Following the 3:1 Ratio When Placing Mics Reduces Phase CancellationAvoiding Phase Cancellation

We recently posted about the audio phenomenon of phase cancellation and how it can adversely affect your mix. One of the tips we gave for avoiding acoustic phase cancellation when recording with multiple mics is to reposition them.

In this post we wanted to share a popular mic positioning tip that is often referenced by producers when positioning mics to avoid phase cancellation. It’s called the 3-1 rule.

Using the 3-1 Rule for Placing Mics

Acoustic phase cancellation happens when mics are placed at different distances from the instrument.

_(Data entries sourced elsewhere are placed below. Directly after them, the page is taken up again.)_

use std::path::PathBuf;
use std::time::Duration;

use crate::lifecycle::OverlapScope;

/// Process configuration, read from `STUDIOBOOK_*` environment variables.
/// Missing or unparseable values fall back to the defaults.
#[derive(Debug, Clone, PartialEq)]
pub struct Config {
    pub data_dir: PathBuf,
    pub metrics_port: Option<u16>,
    /// WAL appends after which the compactor rewrites the log.
    pub compact_threshold: u64,
    pub lock_timeout: Duration,
    pub overlap_scope: OverlapScope,
    /// Optional cap on reservation length in hours. Unset means no cap.
    pub max_reservation_hours: Option<i64>,
    /// `EnvFilter` directive used when `RUST_LOG` is unset.
    pub log: String,
}

impl Default for Config {
    fn default() -> Self {
        Self {
            data_dir: PathBuf::from("./data"),
            metrics_port: None,
            compact_threshold: 1000,
            lock_timeout: Duration::from_millis(5000),
            overlap_scope: OverlapScope::Active,
            max_reservation_hours: None,
            log: "info".into(),
        }
    }
}

impl Config {
    pub fn from_env() -> Self {
        Self::from_lookup(|key| std::env::var(key).ok())
    }

    /// Build from an arbitrary key lookup; `from_env` passes the process environment.
    pub fn from_lookup(lookup: impl Fn(&str) -> Option<String>) -> Self {
        let defaults = Self::default();
        Self {
            data_dir: lookup("STUDIOBOOK_DATA_DIR")
                .map(PathBuf::from)
                .unwrap_or(defaults.data_dir),
            metrics_port: lookup("STUDIOBOOK_METRICS_PORT").and_then(|s| s.parse().ok()),
            compact_threshold: lookup("STUDIOBOOK_COMPACT_THRESHOLD")
                .and_then(|s| s.parse().ok())
                .unwrap_or(defaults.compact_threshold),
            lock_timeout: lookup("STUDIOBOOK_LOCK_TIMEOUT_MS")
                .and_then(|s| s.parse().ok())
                .map(Duration::from_millis)
                .unwrap_or(defaults.lock_timeout),
            overlap_scope: lookup("STUDIOBOOK_OVERLAP_SCOPE")
                .and_then(|s| OverlapScope::parse(&s))
                .unwrap_or(defaults.overlap_scope),
            max_reservation_hours: lookup("STUDIOBOOK_MAX_RESERVATION_HOURS")
                .and_then(|s| s.parse().ok())
                .filter(|hours: &i64| *hours > 0),
            log: lookup("STUDIOBOOK_LOG").unwrap_or(defaults.log),
        }
    }

    pub fn wal_path(&self) -> PathBuf {
        self.data_dir.join("reservations.wal")
    }
}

One mic will inevitably pick up the signal slightly later than the other mic, because it is further away and it takes longer for the sound waves to reach it.

Figuring out the physics behind how sound waves travel, engineers and producers have discovered a ratio for placing the mics that, more often than not, puts them in the sweet spot of being in phase. This is the 3-1 rule. And it’s pretty simple.

For every one unit of distance one mic is from the instrument there should be three units of distance from the other mic. For example, if you’re recording a grand piano and have one mic positioned about one foot above the strings, your other mic should be placed three feet away from that mic and also at one foot above the strings.

For the untrained ear, it can be hard to detect when your mix has some phase cancellation in it. One of the tricks you can do to train yourself is to set your mix channel to mono and listen to the bass. If it sounds flatter than normal, there’s a good chance you’ve got some phase cancellation.

If possible, it’s always best to try and catch phase cancellation in the recording process. While there are plugins and even pieces of hardware that can help fix phase cancellation, it’s much easier to fix it upfront by readjusting your mics. By following the guidelines of the 3-1 rule you should end up with two mic recordings that are close to being in phase and ultimately a better mix and master.